(Available data)

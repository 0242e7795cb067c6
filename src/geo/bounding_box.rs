use serde::{Deserialize, Serialize};

use crate::error::{VibeError, VibeResult};

/// Axis-aligned latitude/longitude rectangle, in degrees.
///
/// `new` performs no validation: keeping `lat_min <= lat_max` and
/// `lon_min <= lon_max` is the caller's job. Use `try_new` when the corners
/// come from user input.
#[derive(Clone, Copy, Debug, PartialEq, Serialize, Deserialize)]
pub struct BoundingBox {
    pub lat_min: f64,
    pub lat_max: f64,
    pub lon_min: f64,
    pub lon_max: f64,
}

impl BoundingBox {
    pub fn new(lat_min: f64, lat_max: f64, lon_min: f64, lon_max: f64) -> Self {
        BoundingBox {
            lat_min,
            lat_max,
            lon_min,
            lon_max,
        }
    }

    /// Build a box, failing with `InvalidRegion` on inverted or non-finite corners.
    pub fn try_new(lat_min: f64, lat_max: f64, lon_min: f64, lon_max: f64) -> VibeResult<Self> {
        let finite = [lat_min, lat_max, lon_min, lon_max]
            .iter()
            .all(|v| v.is_finite());
        if !finite || lat_min > lat_max || lon_min > lon_max {
            return Err(VibeError::InvalidRegion {
                lat_min,
                lat_max,
                lon_min,
                lon_max,
            });
        }
        Ok(Self::new(lat_min, lat_max, lon_min, lon_max))
    }

    /// Box of `radius_miles` around a center point, see `distance::expand_radius`.
    pub fn from_center_radius(lat: f64, lon: f64, radius_miles: f64) -> Self {
        super::distance::expand_radius((lat, lon), radius_miles)
    }

    /// Bottom-left corner as (lat, lon).
    pub fn min_point(&self) -> (f64, f64) {
        (self.lat_min, self.lon_min)
    }

    /// Top-right corner as (lat, lon).
    pub fn max_point(&self) -> (f64, f64) {
        (self.lat_max, self.lon_max)
    }

    pub fn center(&self) -> (f64, f64) {
        (
            (self.lat_min + self.lat_max) / 2.0,
            (self.lon_min + self.lon_max) / 2.0,
        )
    }

    pub fn lat_span(&self) -> f64 {
        self.lat_max - self.lat_min
    }

    pub fn lon_span(&self) -> f64 {
        self.lon_max - self.lon_min
    }

    /// Half-open containment: `[lat_min, lat_max) x [lon_min, lon_max)`.
    ///
    /// Adjacent grid cells share an edge, so a point lying on it is counted
    /// in exactly one of them (the one above / to the right).
    pub fn contains(&self, lat: f64, lon: f64) -> bool {
        lat >= self.lat_min && lat < self.lat_max && lon >= self.lon_min && lon < self.lon_max
    }
}

impl std::fmt::Display for BoundingBox {
    fn fmt(&self, f: &mut std::fmt::Formatter<'_>) -> std::fmt::Result {
        write!(
            f,
            "[{}, {}]x[{}, {}]",
            self.lat_min, self.lat_max, self.lon_min, self.lon_max
        )
    }
}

(End Available data)

§ **Task item**
Reproduce every record word for word.

§ **Expected answer**
repository 0242e7795cb067c6
filename src/geo/bounding_box.rs
use serde::{Deserialize, Serialize};

use crate::error::{VibeError, VibeResult};

/// Axis-aligned latitude/longitude rectangle, in degrees.
///
/// `new` performs no validation: keeping `lat_min <= lat_max` and
/// `lon_min <= lon_max` is the caller's job. Use `try_new` when the corners
/// come from user input.
#[derive(Clone, Copy, Debug, PartialEq, Serialize, Deserialize)]
pub struct BoundingBox {
    pub lat_min: f64,
    pub lat_max: f64,
    pub lon_min: f64,
    pub lon_max: f64,
}

impl BoundingBox {
    pub fn new(lat_min: f64, lat_max: f64, lon_min: f64, lon_max: f64) -> Self {
        BoundingBox {
            lat_min,
            lat_max,
            lon_min,
            lon_max,
        }
    }

    /// Build a box, failing with `InvalidRegion` on inverted or non-finite corners.
    pub fn try_new(lat_min: f64, lat_max: f64, lon_min: f64, lon_max: f64) -> VibeResult<Self> {
        let finite = [lat_min, lat_max, lon_min, lon_max]
            .iter()
            .all(|v| v.is_finite());
        if !finite || lat_min > lat_max || lon_min > lon_max {
            return Err(VibeError::InvalidRegion {
                lat_min,
                lat_max,
                lon_min,
                lon_max,
            });
        }
        Ok(Self::new(lat_min, lat_max, lon_min, lon_max))
    }

    /// Box of `radius_miles` around a center point, see `distance::expand_radius`.
    pub fn from_center_radius(lat: f64, lon: f64, radius_miles: f64) -> Self {
        super::distance::expand_radius((lat, lon), radius_miles)
    }

    /// Bottom-left corner as (lat, lon).
    pub fn min_point(&self) -> (f64, f64) {
        (self.lat_min, self.lon_min)
    }

    /// Top-right corner as (lat, lon).
    pub fn max_point(&self) -> (f64, f64) {
        (self.lat_max, self.lon_max)
    }

    pub fn center(&self) -> (f64, f64) {
        (
            (self.lat_min + self.lat_max) / 2.0,
            (self.lon_min + self.lon_max) / 2.0,
        )
    }

    pub fn lat_span(&self) -> f64 {
        self.lat_max - self.lat_min
    }

    pub fn lon_span(&self) -> f64 {
        self.lon_max - self.lon_min
    }

    /// Half-open containment: `[lat_min, lat_max) x [lon_min, lon_max)`.
    ///
    /// Adjacent grid cells share an edge, so a point lying on it is counted
    /// in exactly one of them (the one above / to the right).
    pub fn contains(&self, lat: f64, lon: f64) -> bool {
        lat >= self.lat_min && lat < self.lat_max && lon >= self.lon_min && lon < self.lon_max
    }
}

impl std::fmt::Display for BoundingBox {
    fn fmt(&self, f: &mut std::fmt::Formatter<'_>) -> std::fmt::Result {
        write!(
            f,
            "[{}, {}]x[{}, {}]",
            self.lat_min, self.lat_max, self.lon_min, self.lon_max
        )
    }
}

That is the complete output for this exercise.